Alors que la crise sanitaire est toujours bien présente, avec son lot de fermetures de commerces et de couvre-feux, les banques, aiguillonnées par Bercy, ont décidé de réactiver une mesure qui a fait ses preuves lors du premier confinement : accorder des moratoires sur les crédits bancaires. Dans un communiqué diffusé jeudi soir, dans la foulée des annonces du gouvernement sur la généralisation du couvre-feu à 18h00 à partir de ce samedi, la Fédération française des banques (FBF), a annoncé la mise en place de "moratoires ou reports d'échéances nécessaires aux entreprises et aux professionnels subissant toujours des restrictions d'activité". Avec les nouvelles mesures gouvernementales, les secteurs touchés pourraient d'ailleurs largement débordés les seuls actuellement sinistrés, comme la restauration, l'hôtellerie, la culture ou le tourisme. Toutefois, précise la FBF, ces mesures seront accordées "de manière personnalisée", c'est à dire à la discrétion des banques elles-mêmes.
Reste que ces moratoires ont été largement accordés, généralement pour une durée de six mois, au printemps dernier, pour un volume estimé de 20 milliards d'euros. Souvent ils pouvaient être inclus dans les contrats de prêt. Les banques ont été globalement satisfaites de ce dispositif, d'autant qu'elles n'ont pas constaté de casse lors de l'extinction de ces dispositifs à partir de septembre dernier. Selon les réseaux, le taux de reprise des échéances normales oscillait en effet entre 97 et 99%.
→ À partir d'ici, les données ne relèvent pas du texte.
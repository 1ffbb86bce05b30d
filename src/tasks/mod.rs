//! Background Tasks Module
//!
//! # Tasks
//! - TTL Cleanup: purges expired keys from the memory backend at configured intervals

mod cleanup;

pub use cleanup::spawn_cleanup_task;
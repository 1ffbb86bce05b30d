//! Redis Store
//!
//! [`KeyValueStore`] over a shared `redis::aio::ConnectionManager`.

use async_trait::async_trait;
use redis::{aio::ConnectionManager, AsyncCommands, Client, IntoConnectionInfo};
use tracing::{debug, info};

use super::KeyValueStore;
use crate::error::Result;

// == Redis Store ==
/// Handle to a Redis server. Clones share one multiplexed connection.
#[derive(Clone)]
pub struct RedisStore {
    conn: ConnectionManager,
}

impl RedisStore {
    /// Opens a managed connection to the server described by `info`.
    ///
    /// # Arguments
    /// * `info` - A URL such as `redis://127.0.0.1:6379/1`, or a built `ConnectionInfo`
    pub async fn connect<T: IntoConnectionInfo>(info: T) -> Result<Self> {
        let client = Client::open(info)?;
        let conn = client.get_connection_manager().await?;
        info!("Connected to redis");
        Ok(Self { conn })
    }

    /// Wraps an existing connection manager.
    pub fn from_manager(conn: ConnectionManager) -> Self {
        Self { conn }
    }

    fn conn(&self) -> ConnectionManager {
        self.conn.clone()
    }
}

#[async_trait]
impl KeyValueStore for RedisStore {
    async fn get(&self, key: &str) -> Result<Option<String>> {
        let value: Option<String> = self.conn().get(key).await?;
        Ok(value)
    }

    async fn set(&self, key: &str, value: &str, ttl_secs: Option<u64>) -> Result<()> {
        let mut conn = self.conn();
        match ttl_secs {
            Some(ttl) => {
                let _: () = conn.set_ex(key, value, ttl).await?;
            }
            None => {
                let _: () = conn.set(key, value).await?;
            }
        }
        Ok(())
    }

    async fn exists(&self, key: &str) -> Result<bool> {
        let found: bool = self.conn().exists(key).await?;
        Ok(found)
    }

    async fn del(&self, key: &str) -> Result<bool> {
        let removed: usize = self.conn().del(key).await?;
        Ok(removed > 0)
    }

    async fn mset(&self, pairs: &[(String, String)]) -> Result<()> {
        if pairs.is_empty() {
            return Ok(());
        }
        let _: () = self.conn().mset(pairs).await?;
        Ok(())
    }

    async fn mget(&self, keys: &[String]) -> Result<Vec<Option<String>>> {
        if keys.is_empty() {
            return Ok(Vec::new());
        }
        // Explicit MGET: the helper sends GET for a single key, which
        // does not come back as a one-slot array.
        let mut cmd = redis::cmd("MGET");
        for key in keys {
            cmd.arg(key);
        }
        let values: Vec<Option<String>> = cmd.query_async(&mut self.conn()).await?;
        Ok(values)
    }

    async fn incr_by(&self, key: &str, delta: i64) -> Result<i64> {
        let value: i64 = self.conn().incr(key, delta).await?;
        Ok(value)
    }

    async fn hset(&self, name: &str, field: &str, value: &str) -> Result<bool> {
        let added: usize = self.conn().hset(name, field, value).await?;
        Ok(added > 0)
    }

    async fn hget(&self, name: &str, field: &str) -> Result<Option<String>> {
        let value: Option<String> = self.conn().hget(name, field).await?;
        Ok(value)
    }

    async fn hset_multiple(&self, name: &str, pairs: &[(String, String)]) -> Result<()> {
        if pairs.is_empty() {
            return Ok(());
        }
        let _: () = self.conn().hset_multiple(name, pairs).await?;
        Ok(())
    }

    async fn zadd(&self, name: &str, members: &[(String, f64)]) -> Result<usize> {
        if members.is_empty() {
            return Ok(0);
        }
        let items: Vec<(f64, &str)> = members
            .iter()
            .map(|(member, score)| (*score, member.as_str()))
            .collect();
        let added: usize = self.conn().zadd_multiple(name, items.as_slice()).await?;
        Ok(added)
    }

    async fn zrem(&self, name: &str, member: &str) -> Result<bool> {
        let removed: usize = self.conn().zrem(name, member).await?;
        Ok(removed > 0)
    }

    async fn zincrby(&self, name: &str, member: &str, delta: f64) -> Result<f64> {
        let score: f64 = self.conn().zincr(name, member, delta).await?;
        Ok(score)
    }

    async fn zrevrank(&self, name: &str, member: &str) -> Result<Option<usize>> {
        let rank: Option<usize> = self.conn().zrevrank(name, member).await?;
        Ok(rank)
    }

    async fn zscore(&self, name: &str, member: &str) -> Result<Option<f64>> {
        let score: Option<f64> = self.conn().zscore(name, member).await?;
        Ok(score)
    }

    async fn zrange(
        &self,
        name: &str,
        start: isize,
        stop: isize,
        rev: bool,
    ) -> Result<Vec<String>> {
        let mut conn = self.conn();
        let members: Vec<String> = if rev {
            conn.zrevrange(name, start, stop).await?
        } else {
            conn.zrange(name, start, stop).await?
        };
        Ok(members)
    }

    async fn zrange_withscores(
        &self,
        name: &str,
        start: isize,
        stop: isize,
        rev: bool,
    ) -> Result<Vec<(String, f64)>> {
        let mut conn = self.conn();
        let members: Vec<(String, f64)> = if rev {
            conn.zrevrange_withscores(name, start, stop).await?
        } else {
            conn.zrange_withscores(name, start, stop).await?
        };
        Ok(members)
    }

    async fn setbit(&self, key: &str, offset: u32, bit: bool) -> Result<u8> {
        let previous: u8 = self.conn().setbit(key, offset as usize, bit).await?;
        Ok(previous)
    }

    async fn getbit(&self, key: &str, offset: u32) -> Result<u8> {
        let bit: u8 = self.conn().getbit(key, offset as usize).await?;
        Ok(bit)
    }

    async fn getbit_batch(&self, reads: &[(String, u32)]) -> Result<Vec<u8>> {
        if reads.is_empty() {
            return Ok(Vec::new());
        }
        // Plain pipeline, no MULTI/EXEC.
        let mut pipe = redis::pipe();
        for (key, offset) in reads {
            pipe.getbit(key, *offset as usize);
        }
        let bits: Vec<u8> = pipe.query_async(&mut self.conn()).await?;
        debug!(reads = reads.len(), "pipelined getbit batch");
        Ok(bits)
    }
}
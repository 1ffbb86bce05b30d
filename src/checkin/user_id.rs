//! User identifiers used as bitmap offsets.

use std::fmt;
use std::str::FromStr;

use serde::Serialize;

use crate::error::CacheError;

// == User Id ==
/// A user id, which is also the bit offset inside each daily bitmap.
///
/// Bit offsets are limited to `u32` by the store, so ids outside that range
/// are rejected rather than wrapped onto another user's bit.
#[derive(Debug, Clone, Copy, PartialEq, Eq, PartialOrd, Ord, Hash, Serialize)]
#[serde(transparent)]
pub struct UserId(u32);

impl UserId {
    pub const fn new(id: u32) -> Self {
        Self(id)
    }

    pub const fn get(self) -> u32 {
        self.0
    }
}

impl From<u32> for UserId {
    fn from(id: u32) -> Self {
        Self(id)
    }
}

impl TryFrom<i64> for UserId {
    type Error = CacheError;

    fn try_from(id: i64) -> Result<Self, Self::Error> {
        u32::try_from(id)
            .map(Self)
            .map_err(|_| CacheError::InvalidUserId(id.to_string()))
    }
}

impl TryFrom<u64> for UserId {
    type Error = CacheError;

    fn try_from(id: u64) -> Result<Self, Self::Error> {
        u32::try_from(id)
            .map(Self)
            .map_err(|_| CacheError::InvalidUserId(id.to_string()))
    }
}

impl FromStr for UserId {
    type Err = CacheError;

    fn from_str(s: &str) -> Result<Self, Self::Err> {
        if s.is_empty() || !s.bytes().all(|b| b.is_ascii_digit()) {
            return Err(CacheError::InvalidUserId(s.to_string()));
        }
        s.parse::<u32>()
            .map(Self)
            .map_err(|_| CacheError::InvalidUserId(s.to_string()))
    }
}

impl fmt::Display for UserId {
    fn fmt(&self, f: &mut fmt::Formatter<'_>) -> fmt::Result {
        write!(f, "{}", self.0)
    }
}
Les moratoires de remboursement des prêts aux entreprises seront cette fois le plus souvent extra-contractuel et leur durée n'est pas précisé actuellement. "Il est très important d'aller au devant des problèmes, notamment auprès des commerçants touchés par la crise sanitaire, pour leur proposer tout l'arsenal possible pour passer ce cap difficile, les moratoires comme les prêts garantis par l'Etat", nous confiait récemment Philippe Brassac, directeur général de Crédit Agricole SA et également président de la FBF.